Subdued mid-autumn festival

A reminder that today's the day when the Chinese community shall be celebrating the Mid-Autumn Festival with the traditional mooncakes. The festival falls on the 15th day of the Chinese eighth lunar month. 

Usually, the Chinese clan associations around George Town would openly celebrate with worship at the altars of their resident deities and also at the ancestral tablets, but the coronavirus pandemic has forced everyone to scale back their worship activities for yet another year. The situation is worse this time as the virus is still ravaging the community with hundreds in the city getting infected every day. When can it ever end?

In the good old days of the 1960s, there were lots of celebrations around George Town in connection with Mid-Autumn. The late CS Wong in his book A Cycle of Chinese Festivities wrote that according to the Sin Pin Jit Poh newspaper (星檳日報) of 27 Sept 1963: 

The Penang Peng Seah, which was then celebrating its 15th anniversary, held a tea party in the spacious flower garden of the Rubber Trade Association at Anson Road where amateur vocalists in Peking dialect regaled the audience with songs from the Peking repertory. The youths from the Hainanese Association in Muntri Street played harmonica numbers at their moonlit tea party, while members of the Hakka Association at Burmah Road entertained themselves with mooncakes and modern tunes. Finally, the Nightingale Musical Party went round the city in a decorated vehicle to serenade in the gay moonlight.

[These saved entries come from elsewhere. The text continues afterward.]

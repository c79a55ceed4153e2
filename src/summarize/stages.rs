//! Sequential stages after the map phase: reduce, final summary, script.

use super::Summarizer;
use crate::api::ModelCaller;
use crate::cancel::CancelToken;
use crate::error::{Result, StageName};
use crate::models::SegmentSummary;
use crate::prompts::{
    FinalSummaryData, ReduceData, ScriptData, final_summary_prompt, reduce_prompt, script_prompt,
};
use crate::utils::truncate_for_log;
use std::time::Instant;
use tracing::{debug, info, instrument, warn};

/// Placed between segment summaries in the reduce input.
pub const INTERMEDIATE_SEPARATOR: &str = "\n\n--- INTERMEDIATE SUMMARY END ---\n\n";

pub const SCRIPT_START_TAG: &str = "SCRIPT_START";
pub const SCRIPT_END_TAG: &str = "SCRIPT_END";

impl<M: ModelCaller> Summarizer<M> {
    /// Merge the map-stage summaries, in position order, into one
    /// intermediate summary.
    #[instrument(level = "info", skip_all, fields(summaries = summaries.len()))]
    pub async fn reduce(&self, summaries: &[SegmentSummary], cancel: &CancelToken) -> Result<String> {
        let mut ordered: Vec<&SegmentSummary> = summaries.iter().collect();
        ordered.sort_by_key(|s| s.position);
        let combined_text = ordered
            .iter()
            .map(|s| s.text.as_str())
            .collect::<Vec<_>>()
            .join(INTERMEDIATE_SEPARATOR);

        self.stage(StageName::Reduce, &self.models.reduce, cancel, || {
            reduce_prompt(ReduceData {
                combined_text: &combined_text,
            })
        })
        .await
    }

    #[instrument(level = "info", skip_all, fields(%title))]
    pub async fn final_summary(
        &self,
        title: &str,
        intermediate_summary: &str,
        cancel: &CancelToken,
    ) -> Result<String> {
        self.stage(StageName::FinalSummary, &self.models.summary, cancel, || {
            final_summary_prompt(FinalSummaryData {
                title,
                intermediate_summary,
            })
        })
        .await
    }

    /// Generate the narration script. The text between the script markers
    /// is returned; without markers the whole response is.
    #[instrument(level = "info", skip_all, fields(%title))]
    pub async fn script(
        &self,
        title: &str,
        final_summary_text: &str,
        cancel: &CancelToken,
    ) -> Result<String> {
        let raw = self
            .stage(StageName::Script, &self.models.script, cancel, || {
                script_prompt(ScriptData {
                    title,
                    final_summary_text,
                })
            })
            .await?;

        match extract_between_tags(&raw, SCRIPT_START_TAG, SCRIPT_END_TAG) {
            Some(script) => Ok(script.to_string()),
            None => {
                warn!(
                    preview = %truncate_for_log(&raw, 100),
                    "Script markers not found; using the full response"
                );
                Ok(raw)
            }
        }
    }

    async fn stage<F>(
        &self,
        stage: StageName,
        model: &str,
        cancel: &CancelToken,
        build: F,
    ) -> Result<String>
    where
        F: FnOnce() -> Result<String>,
    {
        let t0 = Instant::now();
        let prompt = build().map_err(|e| e.in_stage(stage))?;
        debug!(%stage, %model, prompt_chars = prompt.chars().count(), "Calling model");
        let text = self
            .call(&prompt, model, cancel)
            .await
            .map_err(|e| e.in_stage(stage))?;
        info!(
            %stage,
            elapsed_ms = t0.elapsed().as_millis(),
            response_chars = text.chars().count(),
            "Stage complete"
        );
        Ok(text)
    }
}

/// The first non-empty `# ` heading of `markdown`, trimmed.
pub fn extract_title(markdown: &str) -> Option<&str> {
    markdown
        .lines()
        .find_map(|line| line.strip_prefix("# ").map(str::trim).filter(|t| !t.is_empty()))
}

/// Title for the later stages: the reduce output's heading, else the feed
/// title.
pub fn resolve_title(intermediate: &str, feed_title: &str) -> String {
    match extract_title(intermediate) {
        Some(title) => title.to_string(),
        None => {
            warn!(fallback = %feed_title, "No title heading in the reduce output");
            feed_title.to_string()
        }
    }
}

/// Trimmed text between `<START>` and `</END>` (or `<END>`), with tag names
/// upper-cased and matched case-insensitively.
///
/// Returns `None` when the start marker is missing, no end marker follows
/// it, or the enclosed text is blank.
pub fn extract_between_tags<'a>(text: &'a str, start_tag: &str, end_tag: &str) -> Option<&'a str> {
    // ASCII upper-casing keeps byte offsets valid for `text`.
    let haystack = text.to_ascii_uppercase();
    let start_marker = format!("<{}>", start_tag.to_ascii_uppercase());
    let end_tag = end_tag.to_ascii_uppercase();

    let body_start = haystack.find(&start_marker)? + start_marker.len();
    let tail = &haystack[body_start..];
    let body_len = tail
        .find(&format!("</{end_tag}>"))
        .or_else(|| tail.find(&format!("<{end_tag}>")))?;

    let body = text[body_start..body_start + body_len].trim();
    (!body.is_empty()).then_some(body)
}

The 99.9 percent-illuminated moon at 9.45pm on 20 Sept 2021. The
astronomical full moon had occurred exactly one hour 50 minutes
earlier at 7.55pm.
As a young boy still staying in the rented Seang Tek Road house in the early 1960s, the night of this 15th day of the lunar month would be spent on the top floor at the back where there was an open-air terrace. The terrace faced East North East (ENE), meaning that we had an unhindered view of the rising full moon if the weather was clear. By nine or ten o'clock, it would be reasonably high up in the sky. Here, my family would set up a make-shift altar for worship, regardless of whether the full moon could be seen or not. There would be fruits and nyonya sweetmeat, and not forgetting the most essential offering of all, the mooncake. I would have lit my paper dragon-shaped lantern and gone parading around the neighbourhood. We would wait for the arrival of my grandmother's sister's family from Ayer Itam, then we would all troop upstairs to the terrace to commence worship of Ch'ang-O (嫦娥).

It's all rather inexplicably baffling because why should anyone worship a thief like Ch'ang-O, even though she was imbued with magic powers. According to legend, she fled to the moon after stealing an elixir of immortality that the Queen Mother of the Western Paradise, Hsi Wang Mu (西王母), had gifted Ch'ang-O's famous archer-husband, Hou-I (后羿).

Incidentally, Ch'ang-O is still honoured by the Chinese government today through their lunar exploratory missions, starting with Chang'e 1 and Chang'e 2 in 2007 and 2010 respectively, Chang'e 3 in 2013 and Chang'e 4 which softlanded rovers on the moon in 2019, and finally Chang'e 5 which returned to Earth with moon samples last year.